If you can dump your landline, then not only will you save more money ($20 in my case), but you can switch your old number onto your Vonage line. As I said, this wasn’t an option for me, instead I changed the outgoing message on the landline’s voicemail to tell everyone to use the new number: I left this going for a couple of months before canceling most of my landline features.

In Use
We can’t detect any difference in use with Vonage vs the landline. Our DSL is pretty slow (256k/1.5M, minimum is 90kbps up) but this hasn’t impacted the call quality that we can tell. When you call out on the Vonage line, callers with caller ID will see your number, but they won’t see your name, and there is nothing you can do about it: it’s a weird design feature I guess. Feature-wise you get everything your phone company has the cheek to charge you extra for: caller ID, voicemail, call waiting etc. You also get new features, like checking your voicemail via their web site, and have the option of additional numbers and lines for fax, for example. If you get another number you can get one in a different area code, or even a different county: I could get a UK number for example which would make it very cheap for my relatives to call me, as it wouldn’t be an international call for them. (I chose not to as the volume isn’t worth it for us).

Issues
Apart from the hellish install, we haven’t had any problems. We had one day when we couldn't retrieve our voicemail via the phone, so we listened to it via the web site instead. Billing is electronic and automatic (via a credit card) which is very convenient. If you search around, there are issues with TiVos that cannot use the internet (such as my HDTiVo) and alarms may need modification: by keeping the landline I avoided those. There is a lot of debate about 911 issues over VOIP: it doesn’t effect us because we still have the landline, plus two cellphones we can use to dial 911 if the Vonage one can’t handle it (or the power or DSL is down).

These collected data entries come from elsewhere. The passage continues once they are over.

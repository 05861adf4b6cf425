//! Toast notifications.
//!
//! At most one toast is alive: showing a new one cancels and removes the
//! previous. Each toast walks a fixed sequence of timed phases
//! (`SlideIn`, `SlideOut`, `Remove`) driven through the [`Scheduler`]; a
//! manual close cancels whatever is still pending.

use crate::settings::NotificationSettings;
use crate::ui::dom::{Document, NodeId};
use crate::ui::icons::IconRenderer;
use crate::ui::markup::{
    ICON_ATTRIBUTE, NOTIFICATION_CLASS, NOTIFICATION_CLOSE_CLASS, NOTIFICATION_CONTENT_CLASS,
};
use crate::ui::scheduler::{Scheduler, Timer};
use tokio_util::sync::CancellationToken;

const HIDDEN_TRANSFORM: &str = "translateX(100%)";
const SHOWN_TRANSFORM: &str = "translateX(0)";
const CLOSE_HOVER_BACKGROUND: &str = "rgba(255, 255, 255, 0.2)";

const TOAST_STYLE: [(&str, &str); 11] = [
    ("position", "fixed"),
    ("top", "100px"),
    ("right", "20px"),
    ("z-index", "9999"),
    ("max-width", "400px"),
    ("padding", "1rem"),
    ("border-radius", "8px"),
    ("box-shadow", "0 10px 30px rgba(0, 0, 0, 0.3)"),
    ("backdrop-filter", "blur(10px)"),
    ("transform", HIDDEN_TRANSFORM),
    ("transition", "transform 0.3s ease"),
];

const CONTENT_STYLE: [(&str, &str); 4] = [
    ("display", "flex"),
    ("align-items", "center"),
    ("justify-content", "space-between"),
    ("gap", "1rem"),
];

const CLOSE_STYLE: [(&str, &str); 7] = [
    ("background", "none"),
    ("border", "none"),
    ("color", "inherit"),
    ("cursor", "pointer"),
    ("padding", "0.25rem"),
    ("border-radius", "4px"),
    ("transition", "background-color 0.2s ease"),
];

/// Identifies one toast across its timed phases
#[derive(Debug, Clone, Copy, PartialEq, Eq, Hash)]
pub struct ToastId(u64);

impl ToastId {
    #[must_use]
    pub fn new(value: u64) -> Self {
        Self(value)
    }
}

#[derive(Debug, Clone, Copy, PartialEq, Eq)]
pub enum NotificationPhase {
    SlideIn,
    SlideOut,
    Remove,
}

#[derive(Debug, Clone, Copy, PartialEq, Eq, Default)]
pub enum NotificationKind {
    #[default]
    Info,
    Success,
    Error,
}

impl NotificationKind {
    #[must_use]
    pub fn as_str(self) -> &'static str {
        match self {
            NotificationKind::Info => "info",
            NotificationKind::Success => "success",
            NotificationKind::Error => "error",
        }
    }

    /// Background, text colour and border. Only success is green; every
    /// other kind uses the red palette.
    fn palette(self) -> [(&'static str, &'static str); 3] {
        match self {
            NotificationKind::Success => [
                ("background", "hsla(142, 76%, 36%, 0.9)"),
                ("color", "white"),
                ("border", "1px solid hsl(142, 76%, 36%)"),
            ],
            NotificationKind::Info | NotificationKind::Error => [
                ("background", "hsla(0, 84%, 60%, 0.9)"),
                ("color", "white"),
                ("border", "1px solid hsl(0, 84%, 60%)"),
            ],
        }
    }
}

#[derive(Debug)]
struct ActiveToast {
    id: ToastId,
    node: NodeId,
    close_button: NodeId,
    cancel: CancellationToken,
}

/// Owns the single live toast
#[derive(Debug)]
pub struct Notifier {
    timings: NotificationSettings,
    lifetime: CancellationToken,
    next_id: u64,
    active: Option<ActiveToast>,
}

impl Notifier {
    /// `lifetime` is the parent of every toast's cancellation token, so
    /// cancelling it silences all pending phases.
    #[must_use]
    pub fn new(timings: NotificationSettings, lifetime: CancellationToken) -> Self {
        Self {
            timings,
            lifetime,
            next_id: 0,
            active: None,
        }
    }

    /// The live toast, if any
    #[must_use]
    pub fn active(&self) -> Option<ToastId> {
        self.active.as_ref().map(|toast| toast.id)
    }

    /// Element of the live toast
    #[must_use]
    pub fn active_node(&self) -> Option<NodeId> {
        self.active.as_ref().map(|toast| toast.node)
    }

    /// Replaces any displayed toast with a new one and schedules its phases
    pub fn show(
        &mut self,
        doc: &mut dyn Document,
        icons: &dyn IconRenderer,
        scheduler: &dyn Scheduler,
        message: &str,
        kind: NotificationKind,
    ) -> ToastId {
        if let Some(previous) = self.active.take() {
            previous.cancel.cancel();
        }
        for stale in doc.elements_by_class(NOTIFICATION_CLASS) {
            doc.remove(stale);
        }

        self.next_id += 1;
        let id = ToastId(self.next_id);
        let (node, close_button) = build_toast(doc, message, kind);
        doc.append_child(doc.body(), node);
        icons.create_icons(doc);

        let cancel = self.lifetime.child_token();
        scheduler.schedule(
            self.timings.slide_in_delay(),
            cancel.clone(),
            Timer::Notification {
                toast: id,
                phase: NotificationPhase::SlideIn,
            },
        );
        scheduler.schedule(
            self.timings.display(),
            cancel.clone(),
            Timer::Notification {
                toast: id,
                phase: NotificationPhase::SlideOut,
            },
        );

        tracing::debug!(?id, kind = kind.as_str(), "Notification shown: {message}");
        self.active = Some(ActiveToast {
            id,
            node,
            close_button,
            cancel,
        });
        id
    }

    /// Applies a timed phase. Phases for a toast that is no longer live are
    /// ignored.
    pub fn advance(
        &mut self,
        doc: &mut dyn Document,
        scheduler: &dyn Scheduler,
        toast: ToastId,
        phase: NotificationPhase,
    ) {
        let Some(active) = self.active.as_ref().filter(|active| active.id == toast) else {
            tracing::debug!(?toast, ?phase, "Ignoring phase of a dismissed notification");
            return;
        };
        if !doc.is_connected(active.node) {
            tracing::debug!(?toast, "Notification already detached");
            self.dismiss();
            return;
        }

        match phase {
            NotificationPhase::SlideIn => doc.set_style(active.node, "transform", SHOWN_TRANSFORM),
            NotificationPhase::SlideOut => {
                doc.set_style(active.node, "transform", HIDDEN_TRANSFORM);
                scheduler.schedule(
                    self.timings.slide_out(),
                    active.cancel.clone(),
                    Timer::Notification {
                        toast,
                        phase: NotificationPhase::Remove,
                    },
                );
            }
            NotificationPhase::Remove => {
                doc.remove(active.node);
                self.dismiss();
            }
        }
    }

    /// Closes the toast when `target` lies inside its close control.
    /// Returns whether it did.
    pub fn handle_click(&mut self, doc: &mut dyn Document, target: NodeId) -> bool {
        let Some(active) = self
            .active
            .as_ref()
            .filter(|active| doc.contains(active.close_button, target))
        else {
            return false;
        };
        doc.remove(active.node);
        tracing::debug!(id = ?active.id, "Notification closed manually");
        self.dismiss();
        true
    }

    /// Hover feedback on the close control
    pub fn handle_pointer(&self, doc: &mut dyn Document, target: NodeId, entered: bool) {
        let Some(active) = self.active.as_ref() else {
            return;
        };
        if target != active.close_button {
            return;
        }
        let background = if entered {
            CLOSE_HOVER_BACKGROUND
        } else {
            "transparent"
        };
        doc.set_style(active.close_button, "background-color", background);
    }

    fn dismiss(&mut self) {
        if let Some(active) = self.active.take() {
            active.cancel.cancel();
        }
    }
}

/// Builds the detached toast subtree; returns the root and its close button
fn build_toast(doc: &mut dyn Document, message: &str, kind: NotificationKind) -> (NodeId, NodeId) {
    let node = doc.create_element("div");
    doc.add_class(node, NOTIFICATION_CLASS);
    doc.add_class(node, &format!("{NOTIFICATION_CLASS}-{}", kind.as_str()));
    for (property, value) in TOAST_STYLE.iter().chain(kind.palette().iter()) {
        doc.set_style(node, property, value);
    }

    let content = doc.create_element("div");
    doc.add_class(content, NOTIFICATION_CONTENT_CLASS);
    for (property, value) in CONTENT_STYLE {
        doc.set_style(content, property, value);
    }
    doc.append_child(node, content);

    let text = doc.create_element("span");
    doc.set_text(text, message);
    doc.append_child(content, text);

    let close_button = doc.create_element("button");
    doc.add_class(close_button, NOTIFICATION_CLOSE_CLASS);
    doc.set_attribute(close_button, "aria-label", "Fechar");
    for (property, value) in CLOSE_STYLE {
        doc.set_style(close_button, property, value);
    }
    doc.append_child(content, close_button);

    let glyph = doc.create_element("i");
    doc.set_attribute(glyph, ICON_ATTRIBUTE, "x");
    doc.append_child(close_button, glyph);

    (node, close_button)
}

How We Save $23.29 Every Month
Before
Verizon: Local package $25.95 + Interstate subscriber line $6.50 + tax $4.97 + voicemail $6.95 = $44.37
AT&T: One Rate Off Peak II $4.95 + International plan $3.00 + taxes $7.47 = $15.42
Total before: $59.79
Includes unlimited local calls, UK for 13c/min, long distance for more than that!

After
Verizon: Line + basic plan $9.68 + Interstate subscribe line $6.50 + taxes $3.31 = $19.49
Vonage: $14.99 + $2.02 taxes = $17.01
Total after: $36.50
Includes 500 mins US/Canada calling per month, which is plenty for us (the $25 plan allows unlimited calling). We can call the UK for 2c/min. TiVo using the landline for local calls is 1.5c/min.